Wednesday, December 30, 2015

The Inefficiency of Gifts and Software Metrics

The Wall Street Journal (12/24/15, “If You’ve Bought No Presents Yet, These Wise Men Applaud You”) reports that from a purely economic point of view, holiday gift giving is a wasteful practice because it reallocates resources inefficiently.  On average, gift receivers would have been willing to spend on themselves only about 70% of the cost of the present that the gift giver has paid, leaving an inefficiency ratio near 30%.   It’s more cost-effective to give cash or gift cards, they argue, because the value of the cash gift is undeniable. To the receiver, the value of x dollars given is exactly x. (Usually.)

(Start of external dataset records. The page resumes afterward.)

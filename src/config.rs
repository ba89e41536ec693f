//! Service configuration loaded from environment variables.
//!
//! Follows 12-factor style: all settings come from environment variables
//! (or a `.env` file via `dotenvy`). Database credentials use the plain
//! `USER`, `PASSWORD`, `DBNAME` and `PORT` keys.

use std::fmt;
use std::net::SocketAddr;
use std::str::FromStr;

/// Errors raised while reading configuration.
#[derive(Debug, thiserror::Error)]
pub enum ConfigError {
    /// A variable was set to a value that could not be parsed.
    #[error("invalid value for {key}: {value:?} ({reason})")]
    Invalid {
        /// Environment variable name.
        key: &'static str,
        /// Raw value found in the environment.
        value: String,
        /// Parser message.
        reason: String,
    },
}

/// What `POST /users` does when the body has no `age`.
#[derive(Debug, Clone, Copy, PartialEq, Eq, Default)]
pub enum MissingAgePolicy {
    /// Leave the column out of the insert so the schema default applies.
    #[default]
    SchemaDefault,
    /// Treat the body as malformed.
    Reject,
}

impl FromStr for MissingAgePolicy {
    type Err = String;

    fn from_str(s: &str) -> Result<Self, Self::Err> {
        match s.trim().to_ascii_lowercase().as_str() {
            "default" | "schema_default" => Ok(Self::SchemaDefault),
            "reject" => Ok(Self::Reject),
            other => Err(format!("expected `default` or `reject`, got `{other}`")),
        }
    }
}

/// PostgreSQL connection settings.
#[derive(Clone)]
pub struct DatabaseConfig {
    /// Server host name.
    pub host: String,
    /// Server port.
    pub port: u16,
    /// Login role.
    pub user: String,
    /// Login password.
    pub password: String,
    /// Target database.
    pub dbname: String,
    /// Maximum number of connections in the pool.
    pub max_connections: u32,
    /// Minimum idle connections in the pool.
    pub min_connections: u32,
    /// Timeout in seconds for acquiring a connection.
    pub connect_timeout_secs: u64,
}

impl fmt::Debug for DatabaseConfig {
    fn fmt(&self, f: &mut fmt::Formatter<'_>) -> fmt::Result {
        f.debug_struct("DatabaseConfig")
            .field("host", &self.host)
            .field("port", &self.port)
            .field("user", &self.user)
            .field("password", &"<redacted>")
            .field("dbname", &self.dbname)
            .field("max_connections", &self.max_connections)
            .field("min_connections", &self.min_connections)
            .field("connect_timeout_secs", &self.connect_timeout_secs)
            .finish()
    }
}

/// Top-level service configuration.
///
/// Loaded once at startup via [`ApiConfig::from_env`].
#[derive(Debug, Clone)]
pub struct ApiConfig {
    /// Socket address to bind the HTTP server to.
    pub listen_addr: SocketAddr,
    /// Database connection settings.
    pub database: DatabaseConfig,
    /// Handling of create requests without an `age`.
    pub missing_age_policy: MissingAgePolicy,
    /// Emit logs as JSON lines instead of human-readable text.
    pub log_json: bool,
}

impl ApiConfig {
    /// Loads configuration from environment variables.
    ///
    /// Calls `dotenvy::dotenv().ok()` first, so a `.env` file is optional.
    ///
    /// # Errors
    ///
    /// Returns [`ConfigError::Invalid`] if `LISTEN_ADDR`, `PORT` or
    /// `MISSING_AGE_POLICY` is set but cannot be parsed.
    pub fn from_env() -> Result<Self, ConfigError> {
        dotenvy::dotenv().ok();
        Self::from_lookup(|key| std::env::var(key).ok())
    }

    /// Builds the configuration from an arbitrary key lookup.
    ///
    /// # Errors
    ///
    /// See [`ApiConfig::from_env`].
    pub fn from_lookup<F>(lookup: F) -> Result<Self, ConfigError>
    where
        F: Fn(&str) -> Option<String>,
    {
        let listen_addr: SocketAddr =
            parse_required(&lookup, "LISTEN_ADDR", "0.0.0.0:8080".parse().ok())?;
        let port: u16 = parse_required(&lookup, "PORT", Some(5432))?;
        let missing_age_policy: MissingAgePolicy =
            parse_required(&lookup, "MISSING_AGE_POLICY", Some(MissingAgePolicy::default()))?;

        let database = DatabaseConfig {
            host: lookup("DB_HOST").unwrap_or_else(|| "localhost".to_string()),
            port,
            user: lookup("USER").unwrap_or_else(|| "postgres".to_string()),
            password: lookup("PASSWORD").unwrap_or_default(),
            dbname: lookup("DBNAME").unwrap_or_else(|| "postgres".to_string()),
            max_connections: parse_or(&lookup, "DATABASE_MAX_CONNECTIONS", 10),
            min_connections: parse_or(&lookup, "DATABASE_MIN_CONNECTIONS", 1),
            connect_timeout_secs: parse_or(&lookup, "DATABASE_CONNECT_TIMEOUT_SECS", 5),
        };

        let log_json = matches!(
            lookup("LOG_FORMAT").as_deref().map(str::trim),
            Some("json") | Some("JSON")
        );

        Ok(Self {
            listen_addr,
            database,
            missing_age_policy,
            log_json,
        })
    }
}

/// Parses `key` as `T`; an unset key yields `default`, a bad value is an
/// error.
fn parse_required<F, T>(
    lookup: &F,
    key: &'static str,
    default: Option<T>,
) -> Result<T, ConfigError>
where
    F: Fn(&str) -> Option<String>,
    T: FromStr,
    T::Err: fmt::Display,
{
    match lookup(key) {
        Some(value) => {
            let parsed: Result<T, T::Err> = value.trim().parse();
            parsed.map_err(|e| ConfigError::Invalid {
                key,
                reason: e.to_string(),
                value,
            })
        }
        None => default.ok_or_else(|| ConfigError::Invalid {
            key,
            value: String::new(),
            reason: "no default".to_string(),
        }),
    }
}

/// Parses `key` as `T`, returning `default` on missing or invalid values.
fn parse_or<F, T>(lookup: &F, key: &str, default: T) -> T
where
    F: Fn(&str) -> Option<String>,
    T: FromStr,
{
    lookup(key)
        .and_then(|v| v.trim().parse().ok())
        .unwrap_or(default)
}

Yet, the WSJ continues, not a single economist out of the 54 they interviewed for the article heeded to their own advice.  Every one of them both received and purchased gifts for their loved ones this holiday season.  It seems that despite the challenging hard data opposing presents, the warm feelings of the holiday season take over.


I see this a little differently. Perhaps the 30% economic “inefficiency” can be considered as an emotional surcharge built into the cost of the physical present.  How much more a person is willing to pay for a present, above what the receiver would have paid for it themselves, isn’t necessarily a real inefficiency that requires correction, instead, it’s a measureable attribute of the giver’s current emotional status.  Fluffy emotional stuff like love and guilt sometimes merge with hard data like economic efficiency ratios.


Which brings us to the tricky world of software metrics.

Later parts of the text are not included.